What you need to do: All the entries that follow are to be returned exactly.

================================

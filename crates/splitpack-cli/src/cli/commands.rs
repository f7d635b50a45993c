use clap::Args;
use std::path::PathBuf;

use crate::cli::enums::EsTarget;
use crate::cli::validation::{parse_external, parse_max_parallel};

/// Build options shared by every variant.
///
/// Every option is an override: unset options fall back to the environment,
/// then `splitpack.config.json`, then the built-in defaults.
#[derive(Args, Debug, Clone, Default)]
pub struct BuildArgs {
    /// Path to the configuration file
    ///
    /// Defaults to `splitpack.config.json` in the project root. A missing
    /// default file is not an error; a missing explicit file is.
    #[arg(short = 'c', long, value_name = "FILE")]
    pub config: Option<PathBuf>,

    /// Project root directory
    ///
    /// Relative paths in the configuration resolve against this directory.
    /// Defaults to the current working directory.
    #[arg(long, value_name = "DIR")]
    pub cwd: Option<PathBuf>,

    /// Output directory for bundled files (default: dist)
    ///
    /// Artifacts are written to `<DIR>/<variant>/index.{cjs,mjs}`.
    #[arg(short = 'd', long, value_name = "DIR")]
    pub out_dir: Option<PathBuf>,

    /// Directory holding one source folder per variant
    ///
    /// The entry point is `<DIR>/<variant>/index.ts`. Defaults to the
    /// project root.
    #[arg(long, value_name = "DIR")]
    pub src_dir: Option<PathBuf>,

    /// ECMAScript target version (default: es2015)
    #[arg(short = 't', long, value_enum)]
    pub target: Option<EsTarget>,

    /// Do not emit external source maps
    #[arg(long)]
    pub no_sourcemap: bool,

    /// Do not inline dependencies into the output
    #[arg(long)]
    pub no_bundle: bool,

    /// Minify the output
    #[arg(short = 'm', long)]
    pub minify: bool,

    /// Package to leave out of the bundle (repeatable)
    ///
    /// Examples:
    ///   splitpack node --external react --external react-dom
    #[arg(short = 'e', long, value_name = "PACKAGE", value_parser = parse_external)]
    pub external: Vec<String>,

    /// Maximum number of formats built at once (default: all)
    #[arg(long, value_name = "N", value_parser = parse_max_parallel)]
    pub max_parallel: Option<usize>,

    /// Path to the esbuild executable
    ///
    /// Defaults to `node_modules/.bin/esbuild` under the project root, then
    /// `esbuild` on the PATH.
    #[arg(long, value_name = "PATH")]
    pub esbuild: Option<PathBuf>,

    /// Remove the variant's output directory before building
    ///
    /// Only `<outDir>/<variant>` is removed; other variants are left intact.
    #[arg(long)]
    pub clean: bool,

    /// Validate and print the job plan as JSON without building
    #[arg(long)]
    pub dry_run: bool,

    /// Print the JSON schema of splitpack.config.json and exit
    #[arg(long, exclusive = true)]
    pub print_schema: bool,
}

================================

Problem solution:
filename crates/splitpack-cli/src/cli/commands.rs
repository f7d635b50a45993c
use clap::Args;
use std::path::PathBuf;

use crate::cli::enums::EsTarget;
use crate::cli::validation::{parse_external, parse_max_parallel};

/// Build options shared by every variant.
///
/// Every option is an override: unset options fall back to the environment,
/// then `splitpack.config.json`, then the built-in defaults.
#[derive(Args, Debug, Clone, Default)]
pub struct BuildArgs {
    /// Path to the configuration file
    ///
    /// Defaults to `splitpack.config.json` in the project root. A missing
    /// default file is not an error; a missing explicit file is.
    #[arg(short = 'c', long, value_name = "FILE")]
    pub config: Option<PathBuf>,

    /// Project root directory
    ///
    /// Relative paths in the configuration resolve against this directory.
    /// Defaults to the current working directory.
    #[arg(long, value_name = "DIR")]
    pub cwd: Option<PathBuf>,

    /// Output directory for bundled files (default: dist)
    ///
    /// Artifacts are written to `<DIR>/<variant>/index.{cjs,mjs}`.
    #[arg(short = 'd', long, value_name = "DIR")]
    pub out_dir: Option<PathBuf>,

    /// Directory holding one source folder per variant
    ///
    /// The entry point is `<DIR>/<variant>/index.ts`. Defaults to the
    /// project root.
    #[arg(long, value_name = "DIR")]
    pub src_dir: Option<PathBuf>,

    /// ECMAScript target version (default: es2015)
    #[arg(short = 't', long, value_enum)]
    pub target: Option<EsTarget>,

    /// Do not emit external source maps
    #[arg(long)]
    pub no_sourcemap: bool,

    /// Do not inline dependencies into the output
    #[arg(long)]
    pub no_bundle: bool,

    /// Minify the output
    #[arg(short = 'm', long)]
    pub minify: bool,

    /// Package to leave out of the bundle (repeatable)
    ///
    /// Examples:
    ///   splitpack node --external react --external react-dom
    #[arg(short = 'e', long, value_name = "PACKAGE", value_parser = parse_external)]
    pub external: Vec<String>,

    /// Maximum number of formats built at once (default: all)
    #[arg(long, value_name = "N", value_parser = parse_max_parallel)]
    pub max_parallel: Option<usize>,

    /// Path to the esbuild executable
    ///
    /// Defaults to `node_modules/.bin/esbuild` under the project root, then
    /// `esbuild` on the PATH.
    #[arg(long, value_name = "PATH")]
    pub esbuild: Option<PathBuf>,

    /// Remove the variant's output directory before building
    ///
    /// Only `<outDir>/<variant>` is removed; other variants are left intact.
    #[arg(long)]
    pub clean: bool,

    /// Validate and print the job plan as JSON without building
    #[arg(long)]
    pub dry_run: bool,

    /// Print the JSON schema of splitpack.config.json and exit
    #[arg(long, exclusive = true)]
    pub print_schema: bool,
}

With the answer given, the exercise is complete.